(Stored items from a collection)

*** Block opens ***

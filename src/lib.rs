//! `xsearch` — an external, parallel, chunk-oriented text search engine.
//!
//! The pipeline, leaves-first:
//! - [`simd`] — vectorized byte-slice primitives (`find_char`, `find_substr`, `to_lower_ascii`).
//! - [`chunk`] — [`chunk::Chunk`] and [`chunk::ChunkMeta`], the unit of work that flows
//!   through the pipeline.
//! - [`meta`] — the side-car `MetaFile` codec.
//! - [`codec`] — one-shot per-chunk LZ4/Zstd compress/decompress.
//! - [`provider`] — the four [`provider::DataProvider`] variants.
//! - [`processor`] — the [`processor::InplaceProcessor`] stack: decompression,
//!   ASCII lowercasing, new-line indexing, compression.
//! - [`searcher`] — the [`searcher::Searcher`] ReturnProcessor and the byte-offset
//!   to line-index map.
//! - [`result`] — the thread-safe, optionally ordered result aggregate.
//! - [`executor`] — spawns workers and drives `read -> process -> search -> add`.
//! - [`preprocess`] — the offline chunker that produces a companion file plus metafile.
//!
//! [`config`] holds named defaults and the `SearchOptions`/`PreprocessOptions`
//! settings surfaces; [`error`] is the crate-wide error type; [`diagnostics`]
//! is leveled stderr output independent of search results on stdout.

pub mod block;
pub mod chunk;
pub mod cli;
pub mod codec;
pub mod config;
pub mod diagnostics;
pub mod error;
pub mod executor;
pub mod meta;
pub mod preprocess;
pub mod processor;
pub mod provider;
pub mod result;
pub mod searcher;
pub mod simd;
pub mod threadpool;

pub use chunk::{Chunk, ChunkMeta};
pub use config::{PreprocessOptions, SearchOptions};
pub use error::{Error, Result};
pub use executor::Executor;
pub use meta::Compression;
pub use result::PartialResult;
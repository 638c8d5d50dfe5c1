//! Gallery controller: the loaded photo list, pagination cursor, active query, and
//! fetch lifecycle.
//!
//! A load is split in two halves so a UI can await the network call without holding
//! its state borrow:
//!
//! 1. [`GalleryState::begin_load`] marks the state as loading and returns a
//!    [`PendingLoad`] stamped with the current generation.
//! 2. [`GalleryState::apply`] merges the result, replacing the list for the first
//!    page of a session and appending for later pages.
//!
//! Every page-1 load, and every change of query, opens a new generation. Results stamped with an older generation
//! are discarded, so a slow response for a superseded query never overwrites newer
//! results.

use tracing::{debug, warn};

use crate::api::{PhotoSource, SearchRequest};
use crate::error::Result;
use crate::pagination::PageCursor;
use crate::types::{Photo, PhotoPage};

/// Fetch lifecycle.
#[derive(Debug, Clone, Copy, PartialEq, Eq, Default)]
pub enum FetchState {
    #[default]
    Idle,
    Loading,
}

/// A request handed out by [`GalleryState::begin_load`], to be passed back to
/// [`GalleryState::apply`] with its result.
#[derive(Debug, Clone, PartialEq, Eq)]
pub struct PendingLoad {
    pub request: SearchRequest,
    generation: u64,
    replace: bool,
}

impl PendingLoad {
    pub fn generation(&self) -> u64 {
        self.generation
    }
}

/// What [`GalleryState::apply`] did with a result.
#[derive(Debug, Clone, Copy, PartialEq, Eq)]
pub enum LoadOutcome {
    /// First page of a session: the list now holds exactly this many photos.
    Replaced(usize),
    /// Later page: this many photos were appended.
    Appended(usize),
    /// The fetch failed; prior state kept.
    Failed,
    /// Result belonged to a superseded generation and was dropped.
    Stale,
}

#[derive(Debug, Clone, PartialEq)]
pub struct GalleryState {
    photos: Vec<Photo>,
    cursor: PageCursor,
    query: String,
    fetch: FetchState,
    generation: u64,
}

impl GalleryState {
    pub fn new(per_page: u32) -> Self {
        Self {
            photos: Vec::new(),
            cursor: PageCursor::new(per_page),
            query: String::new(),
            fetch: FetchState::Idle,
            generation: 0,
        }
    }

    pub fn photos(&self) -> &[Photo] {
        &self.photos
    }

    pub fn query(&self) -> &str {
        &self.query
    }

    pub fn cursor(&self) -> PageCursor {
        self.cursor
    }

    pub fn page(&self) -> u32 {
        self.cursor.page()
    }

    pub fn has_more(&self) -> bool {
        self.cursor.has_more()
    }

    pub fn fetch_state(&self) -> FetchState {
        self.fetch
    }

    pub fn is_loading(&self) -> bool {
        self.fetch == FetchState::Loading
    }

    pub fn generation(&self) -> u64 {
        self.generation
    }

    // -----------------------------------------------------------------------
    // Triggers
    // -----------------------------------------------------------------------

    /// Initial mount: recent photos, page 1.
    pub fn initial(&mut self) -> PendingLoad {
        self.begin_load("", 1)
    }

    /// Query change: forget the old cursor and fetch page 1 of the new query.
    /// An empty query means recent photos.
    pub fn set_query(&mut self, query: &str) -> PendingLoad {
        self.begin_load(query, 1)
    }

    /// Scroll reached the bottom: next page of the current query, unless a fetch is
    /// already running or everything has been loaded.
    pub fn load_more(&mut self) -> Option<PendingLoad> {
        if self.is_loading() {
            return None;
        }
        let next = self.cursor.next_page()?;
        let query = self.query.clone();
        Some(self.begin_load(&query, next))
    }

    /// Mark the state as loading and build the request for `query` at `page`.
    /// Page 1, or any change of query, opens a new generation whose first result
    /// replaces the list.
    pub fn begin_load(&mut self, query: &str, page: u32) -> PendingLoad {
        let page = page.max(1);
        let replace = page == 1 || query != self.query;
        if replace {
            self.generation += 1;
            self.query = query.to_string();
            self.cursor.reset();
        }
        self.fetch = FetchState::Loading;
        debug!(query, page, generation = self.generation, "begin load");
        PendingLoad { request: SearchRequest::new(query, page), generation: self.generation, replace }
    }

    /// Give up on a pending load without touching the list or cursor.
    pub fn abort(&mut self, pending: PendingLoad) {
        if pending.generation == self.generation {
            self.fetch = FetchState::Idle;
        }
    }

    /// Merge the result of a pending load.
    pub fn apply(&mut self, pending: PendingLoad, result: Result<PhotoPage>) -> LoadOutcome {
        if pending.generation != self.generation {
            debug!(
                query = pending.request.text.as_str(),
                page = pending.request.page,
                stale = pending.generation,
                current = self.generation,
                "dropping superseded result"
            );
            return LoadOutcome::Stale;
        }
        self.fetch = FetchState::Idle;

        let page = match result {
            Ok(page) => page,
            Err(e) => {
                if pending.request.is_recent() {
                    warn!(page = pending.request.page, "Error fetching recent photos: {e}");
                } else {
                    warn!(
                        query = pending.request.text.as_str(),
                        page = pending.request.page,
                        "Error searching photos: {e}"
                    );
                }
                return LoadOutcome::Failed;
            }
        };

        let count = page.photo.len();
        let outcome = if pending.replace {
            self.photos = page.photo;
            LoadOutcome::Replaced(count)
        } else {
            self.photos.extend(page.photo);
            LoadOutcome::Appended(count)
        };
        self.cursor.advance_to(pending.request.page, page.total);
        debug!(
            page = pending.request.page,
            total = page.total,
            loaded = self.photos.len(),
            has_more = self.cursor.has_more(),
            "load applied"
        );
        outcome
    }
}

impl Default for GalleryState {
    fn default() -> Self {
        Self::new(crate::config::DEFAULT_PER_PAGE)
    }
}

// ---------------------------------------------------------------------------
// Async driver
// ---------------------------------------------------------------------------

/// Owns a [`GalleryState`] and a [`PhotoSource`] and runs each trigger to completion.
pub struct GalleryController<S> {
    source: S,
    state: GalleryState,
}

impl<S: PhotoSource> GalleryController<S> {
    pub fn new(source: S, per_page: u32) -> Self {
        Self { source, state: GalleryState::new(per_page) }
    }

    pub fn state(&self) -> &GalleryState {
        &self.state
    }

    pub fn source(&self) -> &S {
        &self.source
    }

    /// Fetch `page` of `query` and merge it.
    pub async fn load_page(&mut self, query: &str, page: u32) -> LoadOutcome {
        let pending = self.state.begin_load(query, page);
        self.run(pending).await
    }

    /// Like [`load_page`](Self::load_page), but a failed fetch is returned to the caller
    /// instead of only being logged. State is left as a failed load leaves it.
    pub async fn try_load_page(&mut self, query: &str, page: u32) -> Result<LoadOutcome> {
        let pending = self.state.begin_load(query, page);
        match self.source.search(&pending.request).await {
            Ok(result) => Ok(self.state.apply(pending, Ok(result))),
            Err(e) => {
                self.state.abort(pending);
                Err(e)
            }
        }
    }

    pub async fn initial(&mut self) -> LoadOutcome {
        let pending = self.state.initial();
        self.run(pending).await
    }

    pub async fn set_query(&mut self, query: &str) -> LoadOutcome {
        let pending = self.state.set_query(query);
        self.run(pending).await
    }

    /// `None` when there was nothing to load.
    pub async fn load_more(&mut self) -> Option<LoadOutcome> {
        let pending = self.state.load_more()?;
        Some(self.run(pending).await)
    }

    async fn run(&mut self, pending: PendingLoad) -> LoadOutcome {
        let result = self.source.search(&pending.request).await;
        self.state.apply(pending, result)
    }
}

*** Block closes ***

# THE PROBLEM:
Using the records above, list each line that includes "PartialEq".

# ANSWER FOR THIS EXERCISE:
#[derive(Debug, Clone, Copy, PartialEq, Eq, Default)]
#[derive(Debug, Clone, PartialEq, Eq)]
#[derive(Debug, Clone, Copy, PartialEq, Eq)]
#[derive(Debug, Clone, PartialEq)]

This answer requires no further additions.